Over the past two decades, women in Wisconsin have made measurable but modest progress toward equality in elected office. While some branches of government—most notably the judiciary—show substantial gains, women remain underrepresented across most elected positions, particularly in executive and local offices. Taken as a whole, the data from 2005 to 2025 illustrate incremental improvement rather than transformative change, underscoring the persistence of structural and cultural barriers to women's political power.

State and Tribal Legislatures

Women's representation in the Wisconsin State Legislature increased from 26% in 2005 to 37% in 2025—a gain of 11 percentage points over twenty years. This progress, however, was uneven, including a decline between 2005 and 2010 and long periods of stagnation before more recent gains.
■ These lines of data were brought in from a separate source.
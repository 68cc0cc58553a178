//! Player observers and their weak registry.

use std::sync::{Arc, Weak};

use parking_lot::Mutex;

use crate::location::ChapterLocation;

/// Receives player notifications. Every method defaults to a no-op.
///
/// Callbacks run on whichever task processed the engine event and must not
/// block.
pub trait PlayerObserver: Send + Sync {
    fn did_begin_playback(&self, _location: &ChapterLocation) {}

    fn did_stop_playback(&self, _location: &ChapterLocation) {}

    fn did_fail_playback(&self, _location: &ChapterLocation, _error: Option<&str>) {}

    fn did_complete(&self, _location: &ChapterLocation) {}

    fn did_unload(&self) {}
}

/// Observers held by weak reference.
///
/// The registry never keeps an observer alive. Dropped observers are pruned
/// lazily, and notification iterates a snapshot taken outside the lock, so a
/// callback may register or remove observers.
#[derive(Default)]
pub struct ObserverRegistry {
    observers: Mutex<Vec<Weak<dyn PlayerObserver>>>,
}

impl ObserverRegistry {
    pub fn new() -> Self {
        Self::default()
    }

    /// Register `observer`. Registering the same observer twice is a no-op.
    pub fn register<O: PlayerObserver + 'static>(&self, observer: &Arc<O>) {
        let mut observers = self.observers.lock();
        observers.retain(|weak| weak.strong_count() > 0);
        if !observers.iter().any(|weak| same_observer(weak, observer)) {
            let weak: Weak<O> = Arc::downgrade(observer);
            observers.push(weak);
        }
    }

    /// Remove `observer`. Removing an unknown observer is a no-op.
    pub fn remove<O: PlayerObserver + 'static>(&self, observer: &Arc<O>) {
        self.observers
            .lock()
            .retain(|weak| weak.strong_count() > 0 && !same_observer(weak, observer));
    }

    pub fn clear(&self) {
        self.observers.lock().clear();
    }

    /// Number of live observers.
    pub fn len(&self) -> usize {
        self.observers
            .lock()
            .iter()
            .filter(|weak| weak.strong_count() > 0)
            .count()
    }

    pub fn is_empty(&self) -> bool {
        self.len() == 0
    }

    /// Strong handles to the live observers, in registration order.
    pub fn snapshot(&self) -> Vec<Arc<dyn PlayerObserver>> {
        let mut observers = self.observers.lock();
        observers.retain(|weak| weak.strong_count() > 0);
        observers.iter().filter_map(Weak::upgrade).collect()
    }
}

fn same_observer<O: PlayerObserver>(weak: &Weak<dyn PlayerObserver>, observer: &Arc<O>) -> bool {
    weak.as_ptr() as *const () == Arc::as_ptr(observer) as *const ()
}
//! HTTP Client Abstraction
//!
//! Request/response transport used by the license-status check.

use async_trait::async_trait;
use bytes::Bytes;
use std::collections::HashMap;
use std::time::Duration;

use crate::error::Result;

/// GET request builder. License-status queries are the only traffic the
/// core issues, so no other method or request body is modelled.
#[derive(Debug, Clone)]
pub struct HttpRequest {
    pub url: String,
    pub headers: HashMap<String, String>,
    pub timeout: Option<Duration>,
}

impl HttpRequest {
    pub fn get(url: impl Into<String>) -> Self {
        Self {
            url: url.into(),
            headers: HashMap::new(),
            timeout: None,
        }
    }

    pub fn header(mut self, key: impl Into<String>, value: impl Into<String>) -> Self {
        self.headers.insert(key.into(), value.into());
        self
    }

    pub fn bearer_token(self, token: impl Into<String>) -> Self {
        self.header("Authorization", format!("Bearer {}", token.into()))
    }

    pub fn timeout(mut self, duration: Duration) -> Self {
        self.timeout = Some(duration);
        self
    }
}

/// HTTP response
#[derive(Debug, Clone)]
pub struct HttpResponse {
    pub status: u16,
    pub headers: HashMap<String, String>,
    pub body: Bytes,
}

impl HttpResponse {
    /// Build a response with no headers.
    pub fn new(status: u16, body: impl Into<Bytes>) -> Self {
        Self {
            status,
            headers: HashMap::new(),
            body: body.into(),
        }
    }

    /// Check if response status is successful (2xx)
    pub fn is_success(&self) -> bool {
        (200..300).contains(&self.status)
    }

    /// Returns `true` when the body carries no bytes.
    pub fn is_empty(&self) -> bool {
        self.body.is_empty()
    }
}

/// Retry policy configuration
#[derive(Debug, Clone)]
pub struct RetryPolicy {
    /// Maximum number of attempts (including the first one)
    pub max_attempts: u32,
    /// Base delay between retries
    pub base_delay: Duration,
    /// Maximum delay between retries
    pub max_delay: Duration,
    /// Whether to use exponential backoff
    pub use_exponential_backoff: bool,
}

impl RetryPolicy {
    /// Policy that issues the request once and never retries.
    pub fn single_attempt() -> Self {
        Self {
            max_attempts: 1,
            ..Self::default()
        }
    }
}

impl Default for RetryPolicy {
    fn default() -> Self {
        Self {
            max_attempts: 3,
            base_delay: Duration::from_millis(100),
            max_delay: Duration::from_secs(30),
            use_exponential_backoff: true,
        }
    }
}

/// Async HTTP client trait
///
/// Implementations own connection pooling and TLS. Transport failures
/// (DNS, connect, TLS, timeout) are reported as `Err`; any HTTP status,
/// including 4xx/5xx, is a successful `HttpResponse`.
///
/// # Example
///
/// ```ignore
/// use bridge_traits::http::{HttpClient, HttpRequest};
///
/// async fn license_status(client: &dyn HttpClient) -> Result<u16> {
///     let response = client.execute(HttpRequest::get("https://example.com/license")).await?;
///     Ok(response.status)
/// }
/// ```
#[async_trait]
pub trait HttpClient: Send + Sync {
    /// Execute an HTTP request
    async fn execute(&self, request: HttpRequest) -> Result<HttpResponse>;

    /// Execute an HTTP request under `policy`.
    ///
    /// The default issues at most `policy.max_attempts` requests and repeats
    /// only transient failures, back to back. Implementations that can sleep
    /// should override it to apply the backoff delays; every implementation
    /// must keep the attempt bound.
    async fn execute_with_retry(
        &self,
        request: HttpRequest,
        policy: RetryPolicy,
    ) -> Result<HttpResponse> {
        let max_attempts = policy.max_attempts.max(1);
        let mut attempt = 1;
        loop {
            match self.execute(request.clone()).await {
                Err(e) if e.is_transient() && attempt < max_attempts => attempt += 1,
                result => return result,
            }
        }
    }
}

#[cfg(test)]
mod tests {
    use super::*;
    use crate::error::BridgeError;

    #[test]
    fn test_http_request_builder() {
        let request = HttpRequest::get("https://example.com/license")
            .header("Accept", "application/json")
            .bearer_token("secret")
            .timeout(Duration::from_secs(30));

        assert_eq!(request.url, "https://example.com/license");
        assert_eq!(
            request.headers.get("Accept"),
            Some(&"application/json".to_string())
        );
        assert_eq!(
            request.headers.get("Authorization"),
            Some(&"Bearer secret".to_string())
        );
    }

    #[test]
    fn test_http_response_helpers() {
        let response = HttpResponse::new(200, r#"{"status":"ready"}"#);
        assert!(response.is_success());
        assert!(!response.is_empty());

        assert_eq!(&response.body[..], br#"{"status":"ready"}"#);

        let empty = HttpResponse::new(404, Bytes::new());
        assert!(!empty.is_success());
        assert!(empty.is_empty());
    }

    #[test]
    fn test_single_attempt_policy() {
        let policy = RetryPolicy::single_attempt();
        assert_eq!(policy.max_attempts, 1);
        assert_eq!(RetryPolicy::default().max_attempts, 3);
    }

    struct FlakyClient {
        calls: std::sync::atomic::AtomicU32,
        failure: fn() -> BridgeError,
    }

    #[async_trait]
    impl HttpClient for FlakyClient {
        async fn execute(&self, _request: HttpRequest) -> Result<HttpResponse> {
            self.calls.fetch_add(1, std::sync::atomic::Ordering::SeqCst);
            Err((self.failure)())
        }
    }

    fn flaky(failure: fn() -> BridgeError) -> FlakyClient {
        FlakyClient {
            calls: std::sync::atomic::AtomicU32::new(0),
            failure,
        }
    }

    #[tokio::test]
    async fn test_default_retry_respects_attempt_bound() {
        let client = flaky(|| BridgeError::Transport("connection reset".into()));
        let request = HttpRequest::get("https://example.com/license");

        let result = client
            .execute_with_retry(request.clone(), RetryPolicy::single_attempt())
            .await;
        assert!(matches!(result, Err(BridgeError::Transport(_))));
        assert_eq!(client.calls.load(std::sync::atomic::Ordering::SeqCst), 1);

        client
            .execute_with_retry(request, RetryPolicy::default())
            .await
            .unwrap_err();
        assert_eq!(client.calls.load(std::sync::atomic::Ordering::SeqCst), 4);
    }

    #[tokio::test]
    async fn test_default_retry_stops_on_permanent_failure() {
        let client = flaky(|| BridgeError::NotAvailable("offline mode".into()));

        client
            .execute_with_retry(HttpRequest::get("https://example.com/license"), RetryPolicy::default())
            .await
            .unwrap_err();
        assert_eq!(client.calls.load(std::sync::atomic::Ordering::SeqCst), 1);
    }
}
Even at its 2025 peak, women remain well short of parity.
In contrast, Tribal Legislatures began the period closer to gender balance and showed relatively stable representation, fluctuating between 36% and 44%. While these bodies consistently outperform the state legislature, progress has largely plateaued rather than accelerated.

The Judiciary: A Notable Exception

The most significant advances occurred in Wisconsin's courts, where women's representation rose sharply. On the Wisconsin Supreme Court, women increased from 43% in 2005 to 86% by 2021, a level sustained through 2025. Similar trends appear in the Court of Appeals, where women rose from just 19% in 2005 to 63% in 2025.
Lower courts also improved, though more modestly. Circuit Court representation more than doubled from 14% to 35%, while Municipal Courts increased from 18% to 25%. These gains suggest that appointment pathways, professional pipelines, and judicial elections may offer fewer barriers than legislative or executive offices—though parity is still not universal.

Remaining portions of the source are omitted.